Simon de Montfort's 870 mailed cavalry included 270 knights, making
the small force of exceptional quality. King Peter of Aragon had
brought 800 to 1,000 Aragonese cavalry, joined by a militia from
Toulouse and allied
armies brought by the Counts of Comminges and Foix.
King Peter of Aragon's combined forces possibly numbered 4,000 cavalry,
with thirty to forty thousand infantry.
Montfort divided his army into three squadrons, and then led them
across the Garonne to meet the Aragonese forces. Raymond, advised
a defensive posture in order to weaken the advancing enemy with
bowshot and javelins. Peter rejected this suggestion as unknightly
Peter rode to the front line, forsaking his royal armour for the
plain armour of an ordinary knight (a common practice for fighting
kings of the time), an ordinary knight donning the king's armour.

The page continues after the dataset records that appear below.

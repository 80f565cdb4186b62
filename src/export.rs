//! Table export
//!
//! Serializes a record set back to the canonical CSV layout, optionally
//! masking detection identifiers before the table leaves the process.

use crate::error::ExportError;
use crate::store::{RecordSet, REQUIRED_COLUMNS, TIMESTAMP_FORMAT};
use std::io::Write;
use tracing::{debug, instrument};

/// Prefix applied to masked detection identifiers
pub const MASK_PREFIX: &str = "ANON-HASH-";

/// Number of trailing identifier characters kept after masking
const MASK_KEEP_CHARS: usize = 6;

/// `ANON-HASH-` followed by the last six characters of the identifier
pub fn mask_detection_id(id: &str) -> String {
    let chars: Vec<char> = id.chars().collect();
    let tail: String = chars[chars.len().saturating_sub(MASK_KEEP_CHARS)..]
        .iter()
        .collect();
    format!("{MASK_PREFIX}{tail}")
}

/// Write `records` as CSV with the canonical header.
#[instrument(skip_all, fields(rows = records.len(), mask = mask))]
pub fn export_csv<W: Write>(
    records: &RecordSet,
    writer: W,
    mask: bool,
) -> Result<(), ExportError> {
    let mut csv_writer = csv::WriterBuilder::new().from_writer(writer);
    csv_writer.write_record(REQUIRED_COLUMNS)?;

    for observation in records.iter() {
        let detection_id = if mask {
            mask_detection_id(&observation.detection_id)
        } else {
            observation.detection_id
        };

        csv_writer.write_record([
            detection_id,
            observation.timestamp.format(TIMESTAMP_FORMAT).to_string(),
            observation.zone,
            format_number(observation.dwell_time_seconds),
            format_number(observation.engagement_score),
            format_number(observation.detector_confidence),
        ])?;
    }

    csv_writer.flush()?;
    debug!("export written");
    Ok(())
}

/// Export to an in-memory string
pub fn export_csv_string(records: &RecordSet, mask: bool) -> Result<String, ExportError> {
    let mut buffer = Vec::new();
    export_csv(records, &mut buffer, mask)?;
    Ok(String::from_utf8(buffer)?)
}

/// Shortest round-trip representation; missing values are empty cells
fn format_number(value: Option<f64>) -> String {
    value.map(|v| v.to_string()).unwrap_or_default()
}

When de Montfort's first squadron charged the field, the Aragonese
cavalry was crushed and Peter himself was unhorsed. He is reported
to have cried out, "I am the king!" but it is not clear
why - according to one account he was embarrassed by the poor fighting
ability of the knight wearing the royal armour. According to another
report he was expecting to be taken prisoner rather than be killed.

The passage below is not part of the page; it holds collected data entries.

//! Unit10 statistics
//!
//! Descriptive statistics, robust estimators, a Welch t-test between two zones
//! and two regression fits of engagement on dwell time. Each family is
//! computed on its own; a family that cannot be computed is reported as a
//! warning and the rest of the report still stands.

use crate::config::{AnalysisConfig, HypothesisGroups};
use crate::error::AnalysisError;
use crate::stats;
use crate::store::RecordSet;
use crate::types::{
    FamilyWarning, LinearFit, NonRoutineStats, PowerFit, RegressionReport, RoutineStats,
    StatFamily, TTestResult, Unit10Report,
};
use tracing::{debug, instrument, warn};

/// Complete observations pulled out of the record set
struct Columns<'a> {
    zones: Vec<&'a str>,
    dwell: Vec<f64>,
    engagement: Vec<f64>,
    confidence: Vec<Option<f64>>,
}

impl<'a> Columns<'a> {
    fn from_records(records: &'a RecordSet) -> Self {
        let indices: Vec<usize> = records.complete_indices().collect();

        Columns {
            zones: indices.iter().map(|&i| records.zones()[i].as_str()).collect(),
            dwell: indices
                .iter()
                .filter_map(|&i| records.dwell_seconds()[i])
                .collect(),
            engagement: indices
                .iter()
                .filter_map(|&i| records.engagement()[i])
                .collect(),
            confidence: indices.iter().map(|&i| records.confidence()[i]).collect(),
        }
    }

    fn dwell_in_zone(&self, zone: &str) -> Vec<f64> {
        self.zones
            .iter()
            .zip(&self.dwell)
            .filter(|(z, _)| **z == zone)
            .map(|(_, d)| *d)
            .collect()
    }
}

/// Compute the Unit10 report.
///
/// Fails only when there is no complete observation at all.
#[instrument(skip_all, fields(rows = records.len()))]
pub fn compute(
    records: &RecordSet,
    config: &AnalysisConfig,
) -> Result<Unit10Report, AnalysisError> {
    let columns = Columns::from_records(records);
    if columns.dwell.is_empty() {
        return Err(AnalysisError::EmptyInput);
    }
    debug!(complete = columns.dwell.len(), "computing unit10 statistics");

    let sorted_dwell = stats::sorted(&columns.dwell);
    let mut warnings = Vec::new();

    let routine = compute_routine(&columns.dwell, &sorted_dwell)?;

    let weighted = record(
        &mut warnings,
        StatFamily::WeightedMean,
        compute_weighted_mean(&columns),
    );

    let non_routine = record(
        &mut warnings,
        StatFamily::NonRoutine,
        compute_non_routine(&sorted_dwell, config.trim_proportion, weighted),
    );

    let ttest = record(
        &mut warnings,
        StatFamily::Ttest,
        compute_ttest(&columns, &config.hypothesis_groups),
    )
    .unwrap_or(TTestResult::DEGENERATE);

    let linear = record(
        &mut warnings,
        StatFamily::LinearRegression,
        compute_linear_fit(&columns.dwell, &columns.engagement),
    );

    let power = record(
        &mut warnings,
        StatFamily::PowerRegression,
        compute_power_fit(&columns.dwell, &columns.engagement),
    );

    Ok(Unit10Report {
        routine,
        non_routine,
        ttest,
        regression: RegressionReport { linear, power },
        warnings,
    })
}

/// Keep a family's value, or log and record why it is missing
fn record<T>(
    warnings: &mut Vec<FamilyWarning>,
    family: StatFamily,
    result: Result<T, AnalysisError>,
) -> Option<T> {
    match result {
        Ok(value) => Some(value),
        Err(e) => {
            warn!(?family, error = %e, "statistic family skipped");
            warnings.push(FamilyWarning {
                family,
                message: e.to_string(),
            });
            None
        }
    }
}

/// Mean, median, mode, sample std and range of dwell time
fn compute_routine(dwell: &[f64], sorted: &[f64]) -> Result<RoutineStats, AnalysisError> {
    let mean = stats::mean(dwell).ok_or(AnalysisError::EmptyInput)?;
    let median = stats::quantile_sorted(sorted, 0.5).ok_or(AnalysisError::EmptyInput)?;
    let mode = stats::mode_sorted(sorted).ok_or(AnalysisError::EmptyInput)?;
    let range = match (sorted.first(), sorted.last()) {
        (Some(min), Some(max)) => max - min,
        _ => return Err(AnalysisError::EmptyInput),
    };

    Ok(RoutineStats {
        mean: stats::round_to(mean, 1),
        median: stats::round_to(median, 1),
        mode: stats::round_to(mode, 1),
        std: stats::sample_std(dwell).map(|s| stats::round_to(s, 1)),
        range: stats::round_to(range, 1),
    })
}

/// Mean dwell weighted by detector confidence, over rows that have one
fn compute_weighted_mean(columns: &Columns) -> Result<f64, AnalysisError> {
    let (values, weights): (Vec<f64>, Vec<f64>) = columns
        .dwell
        .iter()
        .zip(&columns.confidence)
        .filter_map(|(d, c)| c.map(|c| (*d, c)))
        .unzip();

    if weights.is_empty() {
        return Err(AnalysisError::InsufficientData(
            "no confidence values".to_string(),
        ));
    }

    Ok(stats::round_to(stats::weighted_mean(&values, &weights)?, 1))
}

/// Trimmed mean and interquartile range, carrying the weighted mean alongside
fn compute_non_routine(
    sorted: &[f64],
    trim_proportion: f64,
    weighted: Option<f64>,
) -> Result<NonRoutineStats, AnalysisError> {
    let trimmed = stats::trimmed_mean_sorted(sorted, trim_proportion)?;

    let q1 = stats::quantile_sorted(sorted, 0.25);
    let q3 = stats::quantile_sorted(sorted, 0.75);
    let iqr = match (q1, q3) {
        (Some(q1), Some(q3)) => q3 - q1,
        _ => return Err(AnalysisError::EmptyInput),
    };

    Ok(NonRoutineStats {
        trimmed: stats::round_to(trimmed, 1),
        weighted,
        iqr: stats::round_to(iqr, 1),
    })
}

/// Welch's t-test on dwell time between the two configured zones
fn compute_ttest(
    columns: &Columns,
    groups: &HypothesisGroups,
) -> Result<TTestResult, AnalysisError> {
    let first = columns.dwell_in_zone(&groups.first);
    let second = columns.dwell_in_zone(&groups.second);

    for (group, sample) in [(&groups.first, &first), (&groups.second, &second)] {
        if sample.len() < 2 {
            return Err(AnalysisError::InsufficientGroupData {
                group: group.clone(),
                count: sample.len(),
            });
        }
    }

    let test = stats::welch_t_test(&first, &second)?;
    debug!(
        t = test.t_stat,
        p = test.p_value,
        df = test.degrees_of_freedom,
        "welch t-test"
    );

    Ok(TTestResult {
        t_stat: stats::round_to(test.t_stat, 2),
        p_val: stats::round_to(test.p_value, 4),
    })
}

/// Least-squares line of engagement on dwell time
fn compute_linear_fit(dwell: &[f64], engagement: &[f64]) -> Result<LinearFit, AnalysisError> {
    let fit = stats::linear_regression(dwell, engagement)?;

    Ok(LinearFit {
        slope: stats::round_to(fit.slope, 2),
        intercept: stats::round_to(fit.intercept, 2),
        r2: stats::round_to(fit.r_squared(), 4),
    })
}

/// engagement = a · dwell^b, fitted on the log-log pairs of strictly positive rows
fn compute_power_fit(dwell: &[f64], engagement: &[f64]) -> Result<PowerFit, AnalysisError> {
    let (log_dwell, log_engagement): (Vec<f64>, Vec<f64>) = dwell
        .iter()
        .zip(engagement)
        .filter(|(d, e)| **d > 0.0 && **e > 0.0)
        .map(|(d, e)| (d.ln(), e.ln()))
        .unzip();

    let fit = stats::linear_regression(&log_dwell, &log_engagement)?;

    Ok(PowerFit {
        a: stats::round_to(fit.intercept.exp(), 2),
        b: stats::round_to(fit.slope, 2),
        r2: stats::round_to(fit.r_squared(), 4),
    })
}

In any case he was killed. With the realisation that their king
had been killed, the Aragonese forces broke in panic and fled, pursued
by Montfort's Crusaders.
According to the Crusader chroniclers the coalition army numbered
almost 34 000 men and de Montfort's army only 2,100, but it seems
likely that the imbalance has been exaggerated - as it almost always
was by the victorious side in medieval battles.
This was one of the very few open battles of the Cathar Wars -
the local forces must have known that they were no match for Simon's
army. Simon was a brilliant military strategist, tactician and leader,
commanding a highly organised aggressive and experienced hierarchical
army. The local forces were poorly organised, uncoordinated and
more concerned with paratge,
cortezia and convivienza than military victory. Peter must have
known that the tactics of the Count of Toulouse would have ensured
victory, but imagined that God would ensure victory (the same mistake
that Simon would make at Toulouse five years later).
A monument to Peter II marked the spot where tradition holds that
he fell in battle near the modern tourist office. Shamefully, a
modern French highway has been build over it - the French are not
keen on reminders that they annexed this territory after killing
the suzerain of these lands in defeating the House of Toulouse.
The monument has been moved to a spot nearby, on a traffic roundabout.
"... bed ni centenari dera batalho de Muret en Pedro Aralounes
Catala le Gadouoas cayown pera a defenso debas libertas ded...
.. in commemoration of the battle of Muret and Pedro of Aragon
"The Catholic" who died defending our liberty 1213."
There is another reminder of the battle, as Dominic
Guzmán, now St
Dominic was there. Churchmen like Dominic and Arnaud
Amaury played a prominent role in military sieges - Senior
churchmen were often the chief engineers for siege engines, and
Arnaud had been supreme commander of the Crusade in the early days.
But less warlike senior churchmen would generally retire from open
Dominic had taken part in the Catholic Crusaders' Council of War
that preceded the battle of Muret. But during the battle he retired
to safety. He supposedly spent the battle kneeling before an altar
in the church of Saint-Jacques, praying for the triumph of the Catholic
arms. When Simon de Montfort won the battle, he regarded his victory
as miraculous, and attributed it to Dominic's prayers. In gratitude
for this victory, the Simon erected a chapel in the church of Saint-Jacques,
According to Catholic tradition has it was here in the church of
Saint-Jacques as he prayed for victory that the Virgin Mary first
gave Dominic a chaplet of beads, the prototype of the ones now used
so extensively within the Catholic Church. (This tradition is a
late and unreliable, and sits ill with the earlier use of identical
prayer beads by Moslems). Nevertheless a plaque in the chapel assures
Dans ce sanctuaire pendant la Bataille de Muret
Le 12 Septembre 1213 La Vierge Marie recommanda a
St. Dominic de réciter et précher La Rosaire.
In this sanctuary during the Battle of Muret
on 12 September 1213 the Virgin Mary advised
St Dominic to recite and preach the Rosary.